De Pam DeMaria, qui a perdu un ami à cause du COVID :
"Cet été, j'ai vu une amie très chère perdre la vie à cause du coronavirus, qui se trouvait également être la présidente avant moi. Elle s'appelait Nancy Rorie. En perdant Nancy à cause du virus, nous avons perdu une bibliothèque d'informations et l'histoire de notre comté. Nancy était mon mentor et mon amie, et je suis restée en contact avec elle pendant toute la durée de son hospitalisation. Elle pensait y aller parce qu'elle avait peut-être une pneumonie.

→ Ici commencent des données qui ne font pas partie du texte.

// SPDX-License-Identifier: BSD-3-Clause
//! The relation schema shared by the fact generator and the analysis rule
//! fragments. Both sides name relations through these constants; the rules
//! must declare every one of them.

use crate::datalog::{Program, ProgramError};
use crate::dir_program;

/// The single sort: object IDs handed out by the object map.
pub const SORT_OBJ: &str = "obj";

pub const POINTS_TO: &str = "pointsTo";
pub const ALIAS: &str = "alias";

pub const FUNCTION: &str = "function";
pub const GLOBAL: &str = "global";
pub const CONSTANT: &str = "constant";
pub const INSTR: &str = "instr";
pub const MEM: &str = "mem";

pub const HAS_INSTR: &str = "hasInstr";
pub const HAS_OPERAND: &str = "hasOperand";
pub const HAS_ALLOCATED_MEMORY: &str = "hasAllocatedMemory";
pub const HAS_INITIALIZER: &str = "hasInitializer";
pub const HAS_NO_INITIALIZER: &str = "hasNoInitializer";
pub const HAS_CONSTANT_FIELD: &str = "hasConstantField";

pub const IMMUTABLE: &str = "immutable";
pub const NONADDRESSABLE: &str = "nonaddressable";
pub const NONPOINTER: &str = "nonpointer";
pub const UNDEF: &str = "undef";
pub const NULL: &str = "null";

pub const INSTR_ALLOCA: &str = "instrAlloca";
pub const INSTR_GETELEMENTPTR: &str = "instrGetelementptr";
pub const INSTR_LOAD: &str = "instrLoad";
pub const INSTR_STORE: &str = "instrStore";
pub const INSTR_RET: &str = "instrRet";
pub const INSTR_BITCAST: &str = "instrBitCast";
pub const INSTR_INTTOPTR: &str = "instrIntToPtr";
pub const INSTR_PHI: &str = "instrPHI";
pub const INSTR_CALL: &str = "instrCall";
pub const INSTR_UNKNOWN: &str = "instrUnknown";
pub const HAS_CALL_ARGUMENT: &str = "hasCallArgument";

pub const INTRINSIC_MALLOC: &str = "intrinsicMalloc";
pub const INTRINSIC_MEMCPY: &str = "intrinsicMemcpy";

/// All relation names, for schema checks.
pub const ALL: &[&str] = &[
    POINTS_TO,
    ALIAS,
    FUNCTION,
    GLOBAL,
    CONSTANT,
    INSTR,
    MEM,
    HAS_INSTR,
    HAS_OPERAND,
    HAS_ALLOCATED_MEMORY,
    HAS_INITIALIZER,
    HAS_NO_INITIALIZER,
    HAS_CONSTANT_FIELD,
    IMMUTABLE,
    NONADDRESSABLE,
    NONPOINTER,
    UNDEF,
    NULL,
    INSTR_ALLOCA,
    INSTR_GETELEMENTPTR,
    INSTR_LOAD,
    INSTR_STORE,
    INSTR_RET,
    INSTR_BITCAST,
    INSTR_INTTOPTR,
    INSTR_PHI,
    INSTR_CALL,
    INSTR_UNKNOWN,
    HAS_CALL_ARGUMENT,
    INTRINSIC_MALLOC,
    INTRINSIC_MEMCPY,
];

/// The sort and relation declarations, without any rules or facts.
pub fn declarations() -> Result<Program, ProgramError> {
    dir_program! {
        sort obj;

        rel pointsTo(obj, obj);
        rel alias(obj, obj);

        rel function(obj);
        rel global(obj);
        rel constant(obj);
        rel instr(obj);
        rel mem(obj);

        rel hasInstr(obj, obj);
        rel hasOperand(obj, obj);
        rel hasAllocatedMemory(obj, obj);
        rel hasInitializer(obj, obj);
        rel hasNoInitializer(obj);
        rel hasConstantField(obj, obj);

        rel immutable(obj);
        rel nonaddressable(obj);
        rel nonpointer(obj);
        rel undef(obj);
        rel null(obj);

        rel instrAlloca(obj, obj);
        rel instrGetelementptr(obj, obj);
        rel instrLoad(obj, obj);
        rel instrStore(obj, obj, obj);
        rel instrRet(obj, obj);
        rel instrBitCast(obj, obj);
        rel instrIntToPtr(obj, obj);
        rel instrPHI(obj);
        rel instrCall(obj, obj);
        rel instrUnknown(obj);
        rel hasCallArgument(obj, obj, obj);

        rel intrinsicMalloc(obj, obj);
        rel intrinsicMemcpy(obj, obj, obj);
    }
}

#[cfg(test)]
mod tests {
    use super::*;

    #[test]
    fn every_named_relation_is_declared() {
        let program = declarations().unwrap();
        assert!(program.has_sort(SORT_OBJ));
        for name in ALL {
            assert!(program.has_relation(name), "missing relation {}", name);
        }
        assert_eq!(program.relations().count(), ALL.len());
    }
}
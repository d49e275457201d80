// SPDX-License-Identifier: BSD-3-Clause
use std::io::{self, Write};

use anyhow::{Context, Error, Result};
use clap::Parser;
use tracing_subscriber::EnvFilter;

use datalog_aa::analysis::{Options, PointerAnalysis};
use datalog_aa::cli;
use datalog_aa::llvm;

fn main() -> Result<()> {
    tracing_subscriber::fmt()
        .with_env_filter(EnvFilter::from_default_env())
        .with_writer(io::stderr)
        .init();

    let args = cli::Args::parse();

    let llvm_module = if args.module.extension().is_some_and(|e| e == "ll") {
        llvm_ir::Module::from_ir_path(&args.module)
    } else {
        llvm_ir::Module::from_bc_path(&args.module)
    }
    .map_err(Error::msg)
    .with_context(|| {
        format!(
            "couldn't parse LLVM module at {}",
            args.module.display()
        )
    })?;

    let module = llvm::convert_module(&llvm_module).context("malformed LLVM module")?;
    let analysis = PointerAnalysis::with_options(
        &module,
        &Options {
            algorithm: args.algorithm,
        },
    )
    .context("pointer analysis failed")?;

    let mut stdout = io::stdout().lock();
    if args.print_program {
        write!(stdout, "{}", analysis.program())?;
    }
    if args.print_points_to {
        analysis.print_points_to(&mut stdout)?;
    }
    Ok(())
}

"Elle m'a envoyé un message - et j'ai conservé tous les messages qu'elle m'a envoyés... 'Tu iras mieux, continue d'écouter les docteurs. Ne te précipite pas. C'était le 1er juillet. Le 10 juillet, Nancy est décédée. Dix jours. Dix jours. Ce virus est grave. Comme la plupart des habitants de la Caroline du Nord, j'ai changé ma vie pour me protéger contre cette pandémie. Et j'ai perdu une amie très chère à cause de cela.
"J'enrage de voir notre sénateur prendre ce virus à la légère. Je l'ai vu faire des accolades et se mêler aux gens lors d'un événement en salle et d'un rassemblement politique, alors que tant de personnes en Caroline du Nord luttent contre ce virus. Le sénateur Tillis a fait passer sa propre politique avant la santé publique - et il continue à le faire - et je pense que la Caroline du Nord a besoin de plus.
"Il n'était pas nécessaire que la situation soit aussi grave. Mais elle l'est à cause de l'échec de la réponse de l'administration - et à cause de dirigeants comme le sénateur Tillis qui font passer la politique avant la santé publique".